(Bloomberg CityLab) — In much of the U.S., healthcare workers are involved in a delicate dance: making sure they defrost coronavirus vaccines at just the right time so the serum doesn’t get too warm, rendering it useless before it can be used. Alaska health official Dr. Ellen Hodges has the opposite problem.
As she sat on a frozen runway in the back of a small, single-propeller airplane during the state’s first round of jabs, Hodges had to tuck doses in her coat to keep them warm enough to be administered.
“The wind chill was probably 25 below, and that causes the vaccine to freeze in the metal part of the needle,” Hodges says.
Hodges is chief of staff for the Yukon-Kuskokwim Health Corporation; she’s responsible for getting the vaccine to roughly 50 remote villages in southwestern Alaska. Spread out over territory about the same size as Oregon, the village populations range from 10 to 1,200 people, the majority of whom are Indigenous.
Bigger than Texas, California and Montana combined, Alaska is a vast, sparsely populated, and largely roadless state, with only a handful of main arteries. To distribute vaccines, doctors and nurses statewide have had to rely on a wide range of transportation modes, including boats, bush planes and ATVs. Hodges has been pulled into some remote communities on a dogsled behind a snow machine. That’s fitting: Her operation is called Project Togo, after the lead sled dog who helped transport medicine across the state to end a deadly diphtheria outbreak in Nome during the 1925 serum run.
Despite its lack of transportation infrastructure, challenging geography and brutal winter weather, Alaska currently ranks first in the U.S. for number of vaccinations per capita: 15% of its population has received at least one shot.
Part of the reason Alaska’s vaccination program has been more successful than those in more densely populated states is simply because they have received a higher allocation of doses, thanks to greater numbers of Indigenous residents and military personnel.
The Department of Defense, Veterans Affairs and the Indian Health Service each get an allocation separate from the state.
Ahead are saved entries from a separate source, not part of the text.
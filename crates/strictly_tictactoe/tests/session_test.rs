//! Tests for game sessions: move application, alternation and terminal states.

use strictly_tictactoe::{
    Board, GameSession, GameStatus, Mark, MoveError, Position, Square, apply_move, evaluate,
    reset, rules::LINES,
};

fn play(moves: &[usize]) -> GameSession {
    moves
        .iter()
        .fold(reset(), |session, &index| apply_move(&session, index).expect("Index in range"))
}

#[test]
fn test_top_row_win() {
    let after_four = play(&[0, 4, 1, 3]);
    assert_eq!(after_four.status(), GameStatus::InProgress(Mark::X));

    let session = apply_move(&after_four, 2).expect("Index in range");
    let board = session.board();
    for pos in [Position::TopLeft, Position::TopCenter, Position::TopRight] {
        assert_eq!(board.at(pos), Square::Occupied(Mark::X));
    }
    assert_eq!(session.status(), GameStatus::Won(Mark::X));
    assert_eq!(evaluate(board), GameStatus::Won(Mark::X));
}

#[test]
#[rustfmt::skip]
fn test_full_board_draw() {
    let session = play(&[0, 1, 2, 4, 3, 5, 7, 6, 8]);
    let expected = [
        Mark::X, Mark::O, Mark::X,
        Mark::X, Mark::O, Mark::O,
        Mark::O, Mark::X, Mark::X,
    ];
    for (square, mark) in session.board().squares().iter().zip(expected) {
        assert_eq!(*square, Square::Occupied(mark));
    }
    assert_eq!(session.status(), GameStatus::Draw);
}

#[test]
#[rustfmt::skip]
fn test_full_board_without_line_is_draw() {
    let marks = [
        Mark::X, Mark::O, Mark::X,
        Mark::O, Mark::X, Mark::O,
        Mark::O, Mark::X, Mark::O,
    ];
    let board = Board::from_squares(marks.map(Square::Occupied));
    assert_eq!(evaluate(&board), GameStatus::Draw);
}

#[test]
fn test_last_square_can_complete_a_line() {
    // X's ninth move fills the board and the main diagonal at once.
    let session = play(&[0, 1, 2, 3, 4, 5, 7, 6, 8]);
    assert_eq!(session.filled(), 9);
    assert_eq!(session.status(), GameStatus::Won(Mark::X));
}

#[test]
fn test_repeat_move_is_ignored() {
    let once = play(&[0]);
    let twice = apply_move(&once, 0).expect("Index in range");
    assert_eq!(twice, once);
    assert_eq!(twice.current_mark(), Mark::O);
}

#[test]
fn test_moves_after_win_are_ignored() {
    let won = play(&[0, 4, 1, 3, 2]);
    for index in [5, 6, 7, 8] {
        assert_eq!(apply_move(&won, index), Ok(won));
    }
}

#[test]
fn test_moves_after_draw_are_ignored() {
    let drawn = play(&[0, 1, 2, 4, 3, 5, 7, 6, 8]);
    for index in 0..9 {
        assert_eq!(apply_move(&drawn, index), Ok(drawn));
    }
}

#[test]
fn test_out_of_range_index_is_an_error() {
    let session = play(&[4]);
    assert_eq!(apply_move(&session, 9), Err(MoveError::InvalidIndex(9)));
    assert_eq!(
        apply_move(&session, usize::MAX),
        Err(MoveError::InvalidIndex(usize::MAX))
    );
}

#[test]
fn test_out_of_range_index_is_an_error_after_game_over() {
    let won = play(&[0, 4, 1, 3, 2]);
    assert_eq!(apply_move(&won, 42), Err(MoveError::InvalidIndex(42)));
}

#[test]
fn test_reset_round_trip() {
    let session = play(&[4, 0, 8, 2]);
    assert_ne!(session, reset());
    let fresh = reset();
    assert_eq!(fresh, GameSession::new());
    assert_eq!(fresh.board(), &Board::new());
    assert_eq!(fresh.current_mark(), Mark::X);
    assert_eq!(play(&[4, 0, 8, 2]), session);
}

#[test]
fn test_session_serializes_board_and_mark() {
    let session = play(&[4]);
    let json = serde_json::to_value(session).expect("Serializable");
    assert_eq!(json["current_mark"], "O");
    assert_eq!(json["board"]["squares"][4]["Occupied"], "X");
    assert_eq!(json["board"]["squares"][0], "Empty");
}

/// Walks every reachable game and checks the invariants at each node.
fn explore(session: GameSession, accepted: usize, visited: &mut usize) {
    *visited += 1;

    // Strict alternation
    let expected = if accepted % 2 == 0 { Mark::X } else { Mark::O };
    assert_eq!(session.current_mark(), expected);
    assert_eq!(session.filled(), accepted);

    // Status agrees with a direct line check
    let board = session.board();
    let line_winner = LINES.into_iter().find_map(|line| {
        let marks = line.map(|pos| board.at(pos).mark());
        match marks {
            [Some(a), Some(b), Some(c)] if a == b && b == c => Some(a),
            _ => None,
        }
    });
    let status = evaluate(board);
    match line_winner {
        Some(mark) => assert_eq!(status, GameStatus::Won(mark)),
        None if accepted == 9 => assert_eq!(status, GameStatus::Draw),
        None => assert_eq!(status, GameStatus::InProgress(expected)),
    }

    for index in 0..9 {
        let next = apply_move(&session, index).expect("Index in range");
        let occupied = board.get(index) != Some(Square::Empty);
        if occupied || status.is_terminal() {
            assert_eq!(next, session);
        } else {
            assert_eq!(next.board().get(index), Some(Square::Occupied(expected)));
            explore(next, accepted + 1, visited);
        }
    }
}

#[test]
fn test_invariants_hold_over_every_reachable_game() {
    let mut visited = 0;
    explore(reset(), 0, &mut visited);
    // Nodes in the full tic-tac-toe game tree, root included.
    assert_eq!(visited, 549_946);
}
//! Configuration file support for flakedeps
//!
//! Reads configuration from `~/.config/flakedeps/config.json`:
//!
//! ```json
//! {
//!   "registry_url": "https://api.flakehub.com",
//!   "cache_ttl_minutes": 60,
//!   "timeout_secs": 30
//! }
//! ```

use crate::nix::flakehub::DEFAULT_REGISTRY_URL;
use serde::Deserialize;
use std::path::PathBuf;
use std::time::Duration;
use thiserror::Error;

const DEFAULT_CACHE_TTL_MINUTES: u64 = 60;
const DEFAULT_TIMEOUT_SECS: u64 = 30;
const DEFAULT_USER_AGENT: &str = concat!("flakedeps/", env!("CARGO_PKG_VERSION"));

#[derive(Error, Debug)]
pub enum ConfigError {
    #[error("Cannot determine config directory. HOME environment variable not set.")]
    NoConfigDir,

    #[error("Failed to read config file {path}: {source}")]
    ReadError {
        path: PathBuf,
        source: std::io::Error,
    },

    #[error("Failed to parse config file {path}: {source}")]
    ParseError {
        path: PathBuf,
        source: serde_json::Error,
    },
}

/// Top-level configuration structure
#[derive(Debug, Clone, Deserialize)]
#[serde(default)]
pub struct Config {
    /// FlakeHub API base URL
    pub registry_url: String,

    /// How long registry responses stay fresh on disk; 0 disables the disk cache
    pub cache_ttl_minutes: u64,

    /// Whole-request timeout for registry calls
    pub timeout_secs: u64,

    pub user_agent: String,
}

impl Default for Config {
    fn default() -> Self {
        Self {
            registry_url: DEFAULT_REGISTRY_URL.to_string(),
            cache_ttl_minutes: DEFAULT_CACHE_TTL_MINUTES,
            timeout_secs: DEFAULT_TIMEOUT_SECS,
            user_agent: DEFAULT_USER_AGENT.to_string(),
        }
    }
}

impl Config {
    /// Load configuration from the default path or return defaults if not found
    pub fn load() -> Result<Self, ConfigError> {
        let path = config_path()?;

        if !path.exists() {
            return Ok(Config::default());
        }

        let content = std::fs::read_to_string(&path).map_err(|source| ConfigError::ReadError {
            path: path.clone(),
            source,
        })?;

        serde_json::from_str(&content).map_err(|source| ConfigError::ParseError { path, source })
    }

    pub fn cache_ttl(&self) -> Duration {
        Duration::from_secs(self.cache_ttl_minutes * 60)
    }

    pub fn timeout(&self) -> Duration {
        Duration::from_secs(self.timeout_secs)
    }
}

/// Returns the config file path: `~/.config/flakedeps/config.json`
pub fn config_path() -> Result<PathBuf, ConfigError> {
    // Use XDG_CONFIG_HOME if set, otherwise fall back to ~/.config
    let config_base = std::env::var("XDG_CONFIG_HOME")
        .map(PathBuf::from)
        .unwrap_or_else(|_| {
            dirs::home_dir()
                .map(|h| h.join(".config"))
                .unwrap_or_default()
        });

    if config_base.as_os_str().is_empty() {
        return Err(ConfigError::NoConfigDir);
    }

    Ok(config_base.join("flakedeps").join("config.json"))
}
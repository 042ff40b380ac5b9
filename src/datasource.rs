//! Error classification shared by registry datasources

use crate::http::HttpError;
use thiserror::Error;

#[derive(Error, Debug)]
pub enum DatasourceError {
    /// Worth retrying later: network trouble, rate limiting, server errors
    #[error("Temporary failure looking up '{package}': {source}")]
    Transient { package: String, source: HttpError },

    /// Retrying will not help: bad response shape, client errors
    #[error("Lookup of '{package}' failed: {source}")]
    Permanent { package: String, source: HttpError },
}

impl DatasourceError {
    pub fn is_transient(&self) -> bool {
        matches!(self, DatasourceError::Transient { .. })
    }
}

/// Classify a lookup failure that is not a plain "not found"
pub fn handle_generic_error(package: &str, err: HttpError) -> DatasourceError {
    let transient = match &err {
        HttpError::Transport { .. } => true,
        HttpError::Status { status, .. } => *status == 429 || *status >= 500,
        HttpError::Parse { .. } => false,
    };

    let package = package.to_string();
    if transient {
        DatasourceError::Transient {
            package,
            source: err,
        }
    } else {
        DatasourceError::Permanent {
            package,
            source: err,
        }
    }
}
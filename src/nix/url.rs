//! URL and ref helpers for flake references
//!
//! All functions here are pure string transformations.

use percent_encoding::percent_decode_str;
use regex::Regex;
use std::sync::LazyLock;

/// Gitea/Forgejo/GitHub style archive downloads
static ARCHIVE_TARBALL: LazyLock<Regex> = LazyLock::new(|| {
    Regex::new(r"^https://(?<domain>[^/]+)/(?<owner>[^/]+)/(?<repo>[^/]+)/archive/(?<rev>.+)\.tar\.gz$")
        .expect("valid regex")
});

static CHANNEL_TARBALL: LazyLock<Regex> = LazyLock::new(|| {
    Regex::new(
        r"^https://(?:channels\.nixos\.org|nixos\.org/channels)/(?<channel>[^/]+)/nixexprs\.tar\.xz$",
    )
    .expect("valid regex")
});

static FLAKEHUB_TARBALL: LazyLock<Regex> = LazyLock::new(|| {
    Regex::new(r"^https://flakehub\.com/f/(?<owner>[^/]+)/(?<repo>[^/]+)/(?<version>[^/]+)$")
        .expect("valid regex")
});

static REF_PREFIX: LazyLock<Regex> =
    LazyLock::new(|| Regex::new(r"^refs/(?:heads|tags)/").expect("valid regex"));

/// `git@host:owner/repo` scp-like syntax
static SCP_LIKE: LazyLock<Regex> =
    LazyLock::new(|| Regex::new(r"^[^/@:]+@(?<host>[^/:]+):(?<path>.+)$").expect("valid regex"));

/// `ssh://git@host:22/owner/repo`, `git://host/owner/repo`, ...
static SCHEME_URL: LazyLock<Regex> = LazyLock::new(|| {
    Regex::new(r"^(?<scheme>[a-z][a-z0-9+.-]*)://(?:[^/@]+@)?(?<host>[^/:]+)(?::\d+)?(?<path>/.*)?$")
        .expect("valid regex")
});

pub const TARBALL_SUFFIX: &str = ".tar.gz";

/// A `https://flakehub.com/f/<owner>/<repo>/<version>[.tar.gz]` reference
#[derive(Debug, Clone, PartialEq, Eq)]
pub struct FlakeHubTarball {
    pub owner: String,
    pub repo: String,
    /// Version token with `.tar.gz` removed
    pub version: String,
}

impl FlakeHubTarball {
    pub fn package_name(&self) -> String {
        format!("{}/{}", self.owner, self.repo)
    }
}

/// Strip a leading `refs/heads/` or `refs/tags/`
pub fn strip_ref_prefix(git_ref: &str) -> String {
    REF_PREFIX.replace(git_ref, "").into_owned()
}

/// Normalize a git clone URL into a stable package identity
///
/// Drops the `git+` transport prefix nix accepts, query/fragment parameters
/// (`?ref=...&rev=...`) and trailing slashes.
pub fn normalize_git_url(url: &str) -> String {
    let mut url = url.trim();
    url = url.strip_prefix("git+").unwrap_or(url);
    if let Some(idx) = url.find(|c| c == '?' || c == '#') {
        url = &url[..idx];
    }
    url.trim_end_matches('/').to_string()
}

/// Convert a repository URL into something a browser can open
///
/// Any git transport (ssh, scp-like, `git://`, `http://`) becomes `https://`
/// and a trailing `.git` is removed.
pub fn browsable_url(url: &str) -> String {
    let url = normalize_git_url(url);

    let https = if let Some(caps) = SCHEME_URL.captures(&url) {
        let path = caps.name("path").map_or("", |m| m.as_str());
        format!("https://{}{}", &caps["host"], path)
    } else if let Some(caps) = SCP_LIKE.captures(&url) {
        format!(
            "https://{}/{}",
            &caps["host"],
            caps["path"].trim_start_matches('/')
        )
    } else {
        url
    };

    let trimmed = https.trim_end_matches('/');
    trimmed.strip_suffix(".git").unwrap_or(trimmed).to_string()
}

/// Rewrite an archive download URL into its repository URL
///
/// URLs that are not archive downloads are returned unchanged.
pub fn tarball_repo_url(url: &str) -> String {
    ARCHIVE_TARBALL
        .replace(url, "https://$domain/$owner/$repo")
        .into_owned()
}

/// Channel name of a `channels.nixos.org` tarball URL
pub fn channel_name(url: &str) -> Option<String> {
    CHANNEL_TARBALL
        .captures(url)
        .map(|caps| caps["channel"].to_string())
}

pub fn parse_flakehub_tarball(url: &str) -> Option<FlakeHubTarball> {
    let caps = FLAKEHUB_TARBALL.captures(url)?;
    let token = &caps["version"];
    let version = token.strip_suffix(TARBALL_SUFFIX).unwrap_or(token);
    if version.is_empty() {
        return None;
    }

    Some(FlakeHubTarball {
        owner: caps["owner"].to_string(),
        repo: caps["repo"].to_string(),
        version: version.to_string(),
    })
}

/// Whether a FlakeHub version token is a range rather than a pinned release
///
/// Tokens with at most two numeric components (`0.1`, `1`, `0.1.*`) and the
/// wildcard are ranges; `3.13.1` or `0.2511.5835` are pinned. A two-component
/// release such as `1.0` is therefore treated as a range.
pub fn is_version_range(token: &str) -> bool {
    if is_wildcard(token) {
        return true;
    }

    let numeric = token
        .split('.')
        .filter(|part| !part.is_empty() && part.bytes().all(|b| b.is_ascii_digit()))
        .count();
    numeric <= 2
}

fn is_wildcard(token: &str) -> bool {
    token == "*" || token.eq_ignore_ascii_case("%2a")
}

/// Percent-decode a path segment (gitlab group paths encode `/` as `%2F`)
pub fn decode_segment(segment: &str) -> String {
    percent_decode_str(segment).decode_utf8_lossy().into_owned()
}
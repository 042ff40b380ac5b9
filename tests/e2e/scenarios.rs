use super::harness::{TestContext, ensure_dir, parse_json, write_file};

pub struct Scenario {
    pub name: &'static str,
    pub run: fn(&TestContext) -> Result<(), String>,
}

pub fn scenarios() -> Vec<Scenario> {
    vec![
        Scenario {
            name: "help_output",
            run: scenario_help,
        },
        Scenario {
            name: "no_args_error",
            run: scenario_no_args,
        },
        Scenario {
            name: "extract_text",
            run: scenario_extract_text,
        },
        Scenario {
            name: "extract_json",
            run: scenario_extract_json,
        },
        Scenario {
            name: "extract_from_flake_nix",
            run: scenario_extract_from_flake_nix,
        },
        Scenario {
            name: "extract_nearest_lockfile",
            run: scenario_extract_nearest_lockfile,
        },
        Scenario {
            name: "extract_missing_lockfile",
            run: scenario_extract_missing_lockfile,
        },
        Scenario {
            name: "extract_malformed_lockfile",
            run: scenario_extract_malformed_lockfile,
        },
        Scenario {
            name: "extract_no_updatable_inputs",
            run: scenario_extract_no_updatable_inputs,
        },
        Scenario {
            name: "releases_invalid_package",
            run: scenario_releases_invalid_package,
        },
        Scenario {
            name: "releases_unreachable_registry",
            run: scenario_releases_unreachable_registry,
        },
    ]
}

const FLAKE_LOCK: &str = r#"{
  "nodes": {
    "flake-compat": {
      "flake": false,
      "locked": {
        "lastModified": 1733328505,
        "narHash": "sha256-NeCCThCEP3eCl2l/+27kNNK7QrwZB1IJCrXfrbv5oqU=",
        "rev": "ff81ac966bb2cae68946d5ed5fc4994f96d0ffec",
        "revCount": 69,
        "type": "tarball",
        "url": "https://api.flakehub.com/f/pinned/edolstra/flake-compat/1.1.0/01234567-89ab-cdef-0123-456789abcdef/source.tar.gz"
      },
      "original": {
        "type": "tarball",
        "url": "https://flakehub.com/f/edolstra/flake-compat/1.1.0.tar.gz"
      }
    },
    "local-overlay": {
      "locked": { "lastModified": 1, "path": "./overlay", "type": "path" },
      "original": { "path": "./overlay", "type": "path" }
    },
    "nixpkgs": {
      "locked": {
        "lastModified": 1720542800,
        "narHash": "sha256-ZgnNHuKV6h2+fQ5LuqnUaqZey1Lqqt5dTUAiAnqH0QQ=",
        "owner": "NixOS",
        "repo": "nixpkgs",
        "rev": "feb2849fdeb70028c70d73b848214b00d324a497",
        "type": "github"
      },
      "original": {
        "owner": "NixOS",
        "ref": "nixos-unstable",
        "repo": "nixpkgs",
        "type": "github"
      }
    },
    "root": {
      "inputs": {
        "flake-compat": "flake-compat",
        "local-overlay": "local-overlay",
        "nixpkgs": "nixpkgs"
      }
    }
  },
  "root": "root",
  "version": 7
}"#;

fn scenario_help(ctx: &TestContext) -> Result<(), String> {
    let env = ctx.create_env("help")?;
    let output = ctx.run_flakedeps(&env, &["--help"], &env.root)?;
    output.assert_success()?;
    output.assert_stdout_contains("extract")?;
    output.assert_stdout_contains("releases")?;
    output.assert_stdout_contains("digest")?;
    Ok(())
}

fn scenario_no_args(ctx: &TestContext) -> Result<(), String> {
    let env = ctx.create_env("no-args")?;
    let output = ctx.run_flakedeps(&env, &[], &env.root)?;
    output.assert_failure()?;
    output.assert_stderr_contains("No command specified")?;
    Ok(())
}

fn scenario_extract_text(ctx: &TestContext) -> Result<(), String> {
    let env = ctx.create_env("extract-text")?;
    write_file(&env.root.join("flake.lock"), FLAKE_LOCK)?;

    let output = ctx.run_flakedeps(&env, &["extract", "flake.lock"], &env.root)?;
    output.assert_success()?;
    output.assert_stdout_contains(
        "nixpkgs (git-refs) https://github.com/NixOS/nixpkgs @ nixos-unstable [feb2849fdeb7] versioning=nixpkgs",
    )?;
    output.assert_stdout_contains("flake-compat (flakehub) edolstra/flake-compat @ 1.1.0")?;
    if output.stdout.contains("local-overlay") {
        return Err(format!(
            "Path input should not be listed.\nstdout: {}",
            output.stdout
        ));
    }
    Ok(())
}

fn scenario_extract_json(ctx: &TestContext) -> Result<(), String> {
    let env = ctx.create_env("extract-json")?;
    write_file(&env.root.join("flake.lock"), FLAKE_LOCK)?;

    let output = ctx.run_flakedeps(&env, &["extract", "--json", "flake.lock"], &env.root)?;
    output.assert_success()?;
    let value = parse_json(&output.stdout)?;
    let deps = value
        .get("deps")
        .and_then(|v| v.as_array())
        .ok_or("Expected deps array")?;
    if deps.len() != 2 {
        return Err(format!("Expected 2 deps, got {}", deps.len()));
    }

    let flake_compat = &deps[0];
    if flake_compat["depName"] != "flake-compat"
        || flake_compat["datasource"] != "flakehub"
        || flake_compat["packageName"] != "edolstra/flake-compat"
        || flake_compat["currentValue"] != "1.1.0"
        || flake_compat.get("currentDigest").is_some()
    {
        return Err(format!("Unexpected flake-compat entry: {}", flake_compat));
    }

    let nixpkgs = &deps[1];
    if nixpkgs["depName"] != "nixpkgs"
        || nixpkgs["currentDigest"] != "feb2849fdeb70028c70d73b848214b00d324a497"
        || nixpkgs["sourceUrl"] != "https://github.com/NixOS/nixpkgs"
    {
        return Err(format!("Unexpected nixpkgs entry: {}", nixpkgs));
    }
    Ok(())
}

fn scenario_extract_from_flake_nix(ctx: &TestContext) -> Result<(), String> {
    let env = ctx.create_env("extract-flake-nix")?;
    let project = env.root.join("project");
    write_file(&project.join("flake.nix"), "{ outputs = _: { }; }")?;
    write_file(&project.join("flake.lock"), FLAKE_LOCK)?;

    let output = ctx.run_flakedeps(&env, &["extract", "project/flake.nix"], &env.root)?;
    output.assert_success()?;
    output.assert_stdout_contains("nixpkgs (git-refs)")?;
    Ok(())
}

fn scenario_extract_nearest_lockfile(ctx: &TestContext) -> Result<(), String> {
    let env = ctx.create_env("extract-nearest")?;
    write_file(&env.root.join("flake.lock"), FLAKE_LOCK)?;
    let nested = env.root.join("nested").join("dir");
    ensure_dir(&nested)?;

    let output = ctx.run_flakedeps(&env, &["extract"], &nested)?;
    output.assert_success()?;
    output.assert_stdout_contains("flake-compat (flakehub)")?;
    Ok(())
}

fn scenario_extract_missing_lockfile(ctx: &TestContext) -> Result<(), String> {
    let env = ctx.create_env("extract-missing")?;
    let project = env.root.join("project");
    write_file(&project.join("flake.nix"), "{ }")?;

    let output = ctx.run_flakedeps(&env, &["extract", "project/flake.nix"], &env.root)?;
    output.assert_failure()?;
    output.assert_stderr_contains("No flake.lock found")?;
    Ok(())
}

fn scenario_extract_malformed_lockfile(ctx: &TestContext) -> Result<(), String> {
    let env = ctx.create_env("extract-malformed")?;
    write_file(&env.root.join("flake.lock"), "{ \"nodes\": [] }")?;

    let output = ctx.run_flakedeps(&env, &["extract", "flake.lock"], &env.root)?;
    output.assert_failure()?;
    output.assert_stderr_contains("Failed to parse")?;
    Ok(())
}

fn scenario_extract_no_updatable_inputs(ctx: &TestContext) -> Result<(), String> {
    let env = ctx.create_env("extract-empty")?;
    write_file(
        &env.root.join("flake.lock"),
        r#"{ "nodes": { "root": {} }, "root": "root", "version": 7 }"#,
    )?;

    let output = ctx.run_flakedeps(&env, &["extract", "--json", "flake.lock"], &env.root)?;
    output.assert_success()?;
    let value = parse_json(&output.stdout)?;
    if value
        .get("deps")
        .and_then(|v| v.as_array())
        .map(|arr| arr.is_empty())
        != Some(true)
    {
        return Err("Expected empty deps array".to_string());
    }
    Ok(())
}

fn scenario_releases_invalid_package(ctx: &TestContext) -> Result<(), String> {
    let env = ctx.create_env("releases-invalid")?;
    let output = ctx.run_flakedeps(&env, &["releases", "flake-compat"], &env.root)?;
    output.assert_failure()?;
    output.assert_stderr_contains("Invalid package")?;
    Ok(())
}

fn scenario_releases_unreachable_registry(ctx: &TestContext) -> Result<(), String> {
    let env = ctx.create_env("releases-unreachable")?;
    let output = ctx.run_flakedeps(
        &env,
        &[
            "releases",
            "edolstra/flake-compat",
            "--no-cache",
            "--registry-url",
            "http://127.0.0.1:9",
        ],
        &env.root,
    )?;
    output.assert_failure()?;
    output.assert_stderr_contains("Temporary failure looking up 'edolstra/flake-compat'")?;
    Ok(())
}
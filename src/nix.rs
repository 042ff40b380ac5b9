//! Nix flake support
//!
//! Handles:
//! - Lockfile parsing: flake.lock
//! - Input classification into git-refs / FlakeHub dependencies
//! - FlakeHub release lookup via the registry API

pub mod extract;
pub mod flakehub;
pub mod lockfile;
pub mod url;

pub use extract::extract_package_file;
pub use flakehub::{FlakeHubDatasource, Release, ReleaseResult};
pub use lockfile::{LockfileError, find_lockfile_path, read_lockfile};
Currently, the state has a tiered allocation process with medical workers and those 65 or older currently receiving inoculations. But the DoD, VA, and IHS have more flexibility with how to handle their doses. In remote communities with almost entirely Indigenous populations, for example, it makes more sense for IHS to cover an entire village in one trip (particularly along the Aleutian chain, where a single flight can cost up to $17,000).
Alaska also worked with the federal government to be treated like a territory, which allows the state to get a month’s worth of vaccine supply, as opposed to a weekly allocation, according to Dr. Anne Zink, Alaska’s chief medical officer. “It makes a tremendous difference in getting to our communities much more easily,” Zink says. “Having that vaccine upfront allows us to work through logistical challenges of getting to more remote areas.”